#![allow(dead_code)]

use std::{
    collections::VecDeque,
    sync::{
        atomic::{AtomicUsize, Ordering},
        Arc, Mutex,
    },
    time::Duration,
};

use awsjson_http::{AwsClient, ClientOptions, Credentials};
use axum::{
    extract::State,
    http::{HeaderMap, StatusCode},
    response::IntoResponse,
    Router,
};
use serde_json::Value as JsonValue;

pub const ACCESS_KEY: &str = "AKIDEXAMPLE";

#[derive(Clone)]
pub struct MockResponse {
    pub status: StatusCode,
    pub body: String,
    pub delay: Duration,
}

impl MockResponse {
    pub fn raw(status: StatusCode, body: impl Into<String>) -> Self {
        Self {
            status,
            body: body.into(),
            delay: Duration::from_millis(0),
        }
    }

    pub fn json(status: StatusCode, body: JsonValue) -> Self {
        Self::raw(status, body.to_string())
    }

    pub fn error(status: StatusCode, kind: &str, message: &str) -> Self {
        Self::json(
            status,
            serde_json::json!({ "__type": kind, "message": message }),
        )
    }

    pub fn with_delay(mut self, delay: Duration) -> Self {
        self.delay = delay;
        self
    }
}

/// One request as the mock server saw it.
#[derive(Clone, Debug, PartialEq, Eq)]
pub struct Captured {
    pub authorization: Option<String>,
    pub date: Option<String>,
    pub target: Option<String>,
    pub content_type: Option<String>,
    pub body: String,
}

#[derive(Clone)]
struct MockState {
    responses: Arc<Mutex<VecDeque<MockResponse>>>,
    fallback: MockResponse,
    hits: Arc<AtomicUsize>,
    captured: Arc<Mutex<Vec<Captured>>>,
}

fn header(headers: &HeaderMap, name: &str) -> Option<String> {
    headers
        .get(name)
        .and_then(|value| value.to_str().ok())
        .map(ToOwned::to_owned)
}

async fn handler(
    State(state): State<MockState>,
    headers: HeaderMap,
    body: String,
) -> impl IntoResponse {
    state.hits.fetch_add(1, Ordering::SeqCst);
    state
        .captured
        .lock()
        .expect("capture mutex must not be poisoned")
        .push(Captured {
            authorization: header(&headers, "authorization"),
            date: header(&headers, "x-amz-date"),
            target: header(&headers, "x-amz-target"),
            content_type: header(&headers, "content-type"),
            body,
        });

    let response = {
        let mut queue = state
            .responses
            .lock()
            .expect("response queue mutex must not be poisoned");
        queue.pop_front().unwrap_or_else(|| state.fallback.clone())
    };

    if !response.delay.is_zero() {
        tokio::time::sleep(response.delay).await;
    }

    (response.status, response.body)
}

pub struct TestServer {
    pub base_url: String,
    hits: Arc<AtomicUsize>,
    captured: Arc<Mutex<Vec<Captured>>>,
    task: tokio::task::JoinHandle<()>,
}

impl Drop for TestServer {
    fn drop(&mut self) {
        self.task.abort();
    }
}

impl TestServer {
    pub fn url(&self) -> String {
        format!("{}/", self.base_url)
    }

    pub fn hits(&self) -> usize {
        self.hits.load(Ordering::SeqCst)
    }

    pub fn captured(&self) -> Vec<Captured> {
        self.captured
            .lock()
            .expect("capture mutex must not be poisoned")
            .clone()
    }
}

/// Serves `responses` in order, then `fallback` forever.
pub async fn spawn_server(responses: Vec<MockResponse>, fallback: MockResponse) -> TestServer {
    let state = MockState {
        responses: Arc::new(Mutex::new(responses.into())),
        fallback,
        hits: Arc::new(AtomicUsize::new(0)),
        captured: Arc::new(Mutex::new(Vec::new())),
    };

    let app = Router::new().fallback(handler).with_state(state.clone());

    let listener = tokio::net::TcpListener::bind("127.0.0.1:0")
        .await
        .expect("must bind test listener");
    let address = listener.local_addr().expect("must have local addr");
    let task = tokio::spawn(async move {
        axum::serve(listener, app)
            .await
            .expect("mock server must run");
    });

    TestServer {
        base_url: format!("http://{address}"),
        hits: state.hits,
        captured: state.captured,
        task,
    }
}

/// Always answers with `response`.
pub async fn spawn_fixed(response: MockResponse) -> TestServer {
    spawn_server(Vec::new(), response).await
}

pub fn fast_options() -> ClientOptions {
    ClientOptions {
        timeout_ms: 1_000,
        max_attempts: 5,
        retry_backoff_ms: 1,
        retry_timeouts: false,
    }
}

pub fn test_client() -> AwsClient {
    AwsClient::new(Credentials::new(ACCESS_KEY, "test-secret-key"), "us-east-1")
        .with_options(fast_options())
}
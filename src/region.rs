use std::fmt;

use crate::{AwsError, Result};

/// Region used when none is configured.
pub const DEFAULT_REGION: &str = "us-east-1";

const REGIONS: &[&str] = &[
    "us-east-1",
    "us-east-2",
    "us-west-1",
    "us-west-2",
    "ca-central-1",
    "eu-west-1",
    "eu-west-2",
    "eu-west-3",
    "eu-central-1",
    "eu-north-1",
    "ap-northeast-1",
    "ap-northeast-2",
    "ap-southeast-1",
    "ap-southeast-2",
    "ap-south-1",
    "sa-east-1",
];

/// Services with a JSON-protocol endpoint in every region.
#[derive(Clone, Copy, Debug, Eq, PartialEq, Hash)]
pub enum Service {
    Kinesis,
    DynamoDb,
}

impl Service {
    /// Endpoint prefix, also the signing service name.
    pub fn name(self) -> &'static str {
        match self {
            Self::Kinesis => "kinesis",
            Self::DynamoDb => "dynamodb",
        }
    }
}

impl fmt::Display for Service {
    fn fmt(&self, f: &mut fmt::Formatter<'_>) -> fmt::Result {
        f.write_str(self.name())
    }
}

/// A commercial AWS region.
#[derive(Clone, Copy, Debug, Eq, PartialEq, Hash)]
pub struct Region {
    name: &'static str,
}

impl Region {
    pub fn lookup(name: &str) -> Option<Self> {
        REGIONS
            .iter()
            .copied()
            .find(|region| region.eq_ignore_ascii_case(name.trim()))
            .map(|name| Self { name })
    }

    /// Like [`Region::lookup`], reporting unknown names as configuration errors.
    pub fn require(name: &str) -> Result<Self> {
        Self::lookup(name).ok_or_else(|| {
            AwsError::Configuration(format!("no endpoints known for region '{name}'"))
        })
    }

    pub fn all() -> impl Iterator<Item = Self> {
        REGIONS.iter().copied().map(|name| Self { name })
    }

    pub fn name(&self) -> &'static str {
        self.name
    }

    /// `https://{service}.{region}.amazonaws.com`
    pub fn endpoint(&self, service: Service) -> String {
        format!("https://{}.{}.amazonaws.com", service.name(), self.name)
    }
}

impl Default for Region {
    fn default() -> Self {
        Self {
            name: DEFAULT_REGION,
        }
    }
}

impl fmt::Display for Region {
    fn fmt(&self, f: &mut fmt::Formatter<'_>) -> fmt::Result {
        f.write_str(self.name)
    }
}

#[cfg(test)]
mod tests {
    use super::{Region, Service};
    use crate::AwsError;

    #[test]
    fn default_region_endpoints() {
        let region = Region::default();
        assert_eq!(region.name(), "us-east-1");
        assert_eq!(
            region.endpoint(Service::Kinesis),
            "https://kinesis.us-east-1.amazonaws.com"
        );
        assert_eq!(
            region.endpoint(Service::DynamoDb),
            "https://dynamodb.us-east-1.amazonaws.com"
        );
    }

    #[test]
    fn lookup_is_case_insensitive() {
        assert_eq!(Region::lookup("EU-West-1").unwrap().name(), "eu-west-1");
    }

    #[test]
    fn unknown_region_is_configuration_error() {
        assert!(Region::lookup("mars-north-1").is_none());
        assert!(matches!(
            Region::require("mars-north-1"),
            Err(AwsError::Configuration(_))
        ));
    }

    #[test]
    fn every_region_is_listed_once() {
        let names: Vec<_> = Region::all().map(|r| r.name()).collect();
        let mut deduped = names.clone();
        deduped.sort_unstable();
        deduped.dedup();
        assert_eq!(names.len(), deduped.len());
    }
}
☆ ☆ ☆ ☆
What to produce: Check each line of the records for the string "StatusCode" and state how many lines contain it. Give only the number.

Result: 5